PhD Seminar: Yan Wang, "Stability of Random Forests and Coverage of Random-Forest Prediction Intervals"

PhD Seminar: Yan Wang, "Stability of Random Forests and Coverage of Random-Forest Prediction Intervals"

Jun 13, 2023 - 2:00 PM
to Jun 13, 2023 - 3:00 PM

Speaker: Yan Wang, PhD Candidate, Department of Statistics, Iowa State University

Title: Stability of Random Forests and Coverage of Random-Forest Prediction Intervals

Abstract: We investigate stability of random forests under the mild condition that the squared response ($Y^2$) is light-tailed. In particular, our analysis holds for the practical version of random forests that is implemented in popular packages like \texttt{randomForest} in \texttt{R}. Empirical results show that stability may persist even beyond the light-tail assumption and hold for heavy-tailed $Y^2$. Next, using the stability property, we prove a non-asymptotic lower bound for the coverage probability of prediction intervals constructed from the out-of-bag error of random forests.
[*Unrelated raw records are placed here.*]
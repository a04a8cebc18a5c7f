//! Descriptor CSVs: continents, countries, regions, and update history.
//!
//! All of these are `;`-separated files with one header line.  Their rows
//! pass through to the database mostly untouched; ingestion validates field
//! counts, field lengths against [`DbFieldLength`], and the
//! country/continent cross-references of `regions.csv`.

use std::fs::File;
use std::path::Path;

use rustc_hash::FxHashMap;
use serde::Deserialize;

use hwy_core::{DbFieldLength, ErrorList};
use hwy_model::{ListUpdate, SystemUpdate, UpdateRecord};

use crate::IngestResult;

/// One row of `continents.csv`.
#[derive(Clone, Debug)]
pub struct Continent {
    pub code: String,
    pub name: String,
}

/// One row of `countries.csv`.
#[derive(Clone, Debug)]
pub struct Country {
    pub code: String,
    pub name: String,
}

/// One row of `regions.csv`.
#[derive(Clone, Debug)]
pub struct Region {
    pub code: String,
    pub name: String,
    pub country: String,
    pub continent: String,
    pub region_type: String,
}

/// The geographic descriptor tables.
pub struct Descriptors {
    pub continents: Vec<Continent>,
    pub countries: Vec<Country>,
    pub regions: Vec<Region>,
    region_index: FxHashMap<String, usize>,
}

impl Descriptors {
    pub fn region(&self, code: &str) -> Option<&Region> {
        self.region_index.get(code).map(|&i| &self.regions[i])
    }

    pub fn has_region(&self, code: &str) -> bool {
        self.region_index.contains_key(code)
    }

    pub fn has_country(&self, code: &str) -> bool {
        self.countries.iter().any(|c| c.code == code)
    }
}

/// A `;`-separated reader over raw text fields: no quoting, tolerant of
/// varying field counts (counts are validated per row), one header line.
pub(crate) fn semi_reader(path: &Path) -> std::io::Result<csv::Reader<File>> {
    let file = File::open(path)?;
    Ok(csv::ReaderBuilder::new()
        .delimiter(b';')
        .quoting(false)
        .flexible(true)
        .has_headers(true)
        .from_reader(file))
}

fn check_len(el: &ErrorList, value: &str, limit: usize, what: &str, file: &str, line: &str) {
    if value.len() > limit {
        el.add(format!("{what} > {limit} bytes in {file} line {line}"));
    }
}

fn record_line(record: &csv::StringRecord) -> String {
    record.iter().collect::<Vec<_>>().join(";")
}

/// Read `continents.csv`, `countries.csv`, and `regions.csv` from the
/// highway data path.
pub fn read_descriptors(hwy_path: &Path, el: &ErrorList) -> IngestResult<Descriptors> {
    let mut continents = Vec::new();
    match semi_reader(&hwy_path.join("continents.csv")) {
        Err(e) => el.add(e.to_string()),
        Ok(mut rdr) => {
            for record in rdr.records() {
                let record = record?;
                let line = record_line(&record);
                if record.len() != 2 {
                    el.add(format!(
                        "Could not parse continents.csv line: [{line}], expected 2 fields, found {}",
                        record.len()
                    ));
                    continue;
                }
                check_len(el, &record[0], DbFieldLength::CONTINENT_CODE, "Continent code", "continents.csv", &line);
                check_len(el, &record[1], DbFieldLength::CONTINENT_NAME, "Continent name", "continents.csv", &line);
                continents.push(Continent { code: record[0].to_string(), name: record[1].to_string() });
            }
        }
    }

    let mut countries = Vec::new();
    match semi_reader(&hwy_path.join("countries.csv")) {
        Err(e) => el.add(e.to_string()),
        Ok(mut rdr) => {
            for record in rdr.records() {
                let record = record?;
                let line = record_line(&record);
                if record.len() != 2 {
                    el.add(format!(
                        "Could not parse countries.csv line: [{line}], expected 2 fields, found {}",
                        record.len()
                    ));
                    continue;
                }
                check_len(el, &record[0], DbFieldLength::COUNTRY_CODE, "Country code", "countries.csv", &line);
                check_len(el, &record[1], DbFieldLength::COUNTRY_NAME, "Country name", "countries.csv", &line);
                countries.push(Country { code: record[0].to_string(), name: record[1].to_string() });
            }
        }
    }

    let mut regions = Vec::new();
    let mut region_index = FxHashMap::default();
    match semi_reader(&hwy_path.join("regions.csv")) {
        Err(e) => el.add(e.to_string()),
        Ok(mut rdr) => {
            for record in rdr.records() {
                let record = record?;
                let line = record_line(&record);
                if record.len() != 5 {
                    el.add(format!(
                        "Could not parse regions.csv line: [{line}], expected 5 fields, found {}",
                        record.len()
                    ));
                    continue;
                }
                check_len(el, &record[0], DbFieldLength::REGION_CODE, "Region code", "regions.csv", &line);
                check_len(el, &record[1], DbFieldLength::REGION_NAME, "Region name", "regions.csv", &line);
                if !countries.iter().any(|c| c.code == &record[2]) {
                    el.add(format!("Could not find country matching regions.csv line: {line}"));
                }
                if !continents.iter().any(|c| c.code == &record[3]) {
                    el.add(format!("Could not find continent matching regions.csv line: {line}"));
                }
                check_len(el, &record[4], DbFieldLength::REGION_TYPE, "Region type", "regions.csv", &line);
                region_index.insert(record[0].to_string(), regions.len());
                regions.push(Region {
                    code: record[0].to_string(),
                    name: record[1].to_string(),
                    country: record[2].to_string(),
                    continent: record[3].to_string(),
                    region_type: record[4].to_string(),
                });
            }
        }
    }

    Ok(Descriptors { continents, countries, regions, region_index })
}

// ── Update history ────────────────────────────────────────────────────────────

#[derive(Deserialize)]
struct UpdateRow {
    date: String,
    region: String,
    route: String,
    root: String,
    description: String,
}

/// Read `updates.csv`: pass-through rows with length validation.
pub fn read_updates(hwy_path: &Path, el: &ErrorList) -> IngestResult<Vec<UpdateRecord>> {
    let mut updates = Vec::new();
    let mut rdr = match semi_reader(&hwy_path.join("updates.csv")) {
        Err(e) => {
            el.add(e.to_string());
            return Ok(updates);
        }
        Ok(rdr) => rdr,
    };
    for record in rdr.records() {
        let record = record?;
        let line = record_line(&record);
        let row: UpdateRow = match record.deserialize(None) {
            Err(_) => {
                el.add(format!(
                    "Could not parse updates.csv line: [{line}], expected 5 fields, found {}",
                    record.len()
                ));
                continue;
            }
            Ok(row) => row,
        };
        check_len(el, &row.date, DbFieldLength::DATE, "date", "updates.csv", &line);
        check_len(el, &row.region, DbFieldLength::COUNTRY_REGION, "region", "updates.csv", &line);
        check_len(el, &row.route, DbFieldLength::ROUTE_LONG_NAME, "route", "updates.csv", &line);
        check_len(el, &row.root, DbFieldLength::ROOT, "root", "updates.csv", &line);
        check_len(el, &row.description, DbFieldLength::UPDATE_TEXT, "description", "updates.csv", &line);
        updates.push(UpdateRecord {
            date: row.date,
            region: row.region,
            route: row.route,
            root: row.root,
            description: row.description,
        });
    }
    Ok(updates)
}

#[derive(Deserialize)]
struct SystemUpdateRow {
    date: String,
    region: String,
    system_name: String,
    description: String,
    status_change: String,
}

/// Read `systemupdates.csv`: pass-through rows with length validation.
pub fn read_system_updates(hwy_path: &Path, el: &ErrorList) -> IngestResult<Vec<SystemUpdate>> {
    let mut updates = Vec::new();
    let mut rdr = match semi_reader(&hwy_path.join("systemupdates.csv")) {
        Err(e) => {
            el.add(e.to_string());
            return Ok(updates);
        }
        Ok(rdr) => rdr,
    };
    for record in rdr.records() {
        let record = record?;
        let line = record_line(&record);
        let row: SystemUpdateRow = match record.deserialize(None) {
            Err(_) => {
                el.add(format!(
                    "Could not parse systemupdates.csv line: [{line}], expected 5 fields, found {}",
                    record.len()
                ));
                continue;
            }
            Ok(row) => row,
        };
        check_len(el, &row.date, DbFieldLength::DATE, "date", "systemupdates.csv", &line);
        check_len(el, &row.region, DbFieldLength::COUNTRY_REGION, "region", "systemupdates.csv", &line);
        check_len(el, &row.system_name, DbFieldLength::SYSTEM_NAME, "systemName", "systemupdates.csv", &line);
        check_len(el, &row.description, DbFieldLength::SYSTEM_FULL_NAME, "description", "systemupdates.csv", &line);
        check_len(el, &row.status_change, DbFieldLength::STATUS_CHANGE, "statusChange", "systemupdates.csv", &line);
        updates.push(SystemUpdate {
            date: row.date,
            region: row.region,
            system_name: row.system_name,
            description: row.description,
            status_change: row.status_change,
        });
    }
    Ok(updates)
}

/// Read `nmpfps.log`: known intentional near-miss pair lines, matched
/// verbatim against the generated near-miss log lines.
pub fn read_nmp_fps(hwy_path: &Path) -> std::collections::BTreeSet<String> {
    let mut fps = std::collections::BTreeSet::new();
    let Ok(contents) = std::fs::read_to_string(hwy_path.join("nmpfps.log")) else {
        return fps;
    };
    for line in contents.lines() {
        let line = line.trim_end_matches([' ', '\n']);
        if !line.is_empty() {
            fps.insert(line.to_string());
        }
    }
    fps
}

/// Read `listupdates.txt`: per-traveler commit timestamps, four
/// space-separated fields per line (`<user>.list date time zone`).
/// The file is optional.
pub fn read_list_updates(path: &Path) -> FxHashMap<String, ListUpdate> {
    let mut updates = FxHashMap::default();
    let Ok(contents) = std::fs::read_to_string(path) else {
        return updates;
    };
    for line in contents.lines() {
        let fields: Vec<&str> = line.split_whitespace().collect();
        if fields.len() != 4 {
            log::warn!(
                "Could not parse listupdates.txt line: [{line}], expected 4 fields, found {}",
                fields.len()
            );
            continue;
        }
        updates.insert(
            fields[0].to_string(),
            ListUpdate {
                date: fields[1].to_string(),
                time: fields[2].to_string(),
                zone: fields[3].to_string(),
            },
        );
    }
    updates
}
With another mild condition that is typically satisfied when $Y$ is continuous, we also establish a complementary upper bound, which can be similarly established for the jackknife prediction interval constructed from an arbitrary stable algorithm. We also discuss the asymptotic coverage probability under assumptions weaker than those considered in previous literature. Our work implies that, with its stability property, random forests is an effective machine learning method that can provide not only satisfactory point prediction but also justified interval prediction at almost no extra computational cost.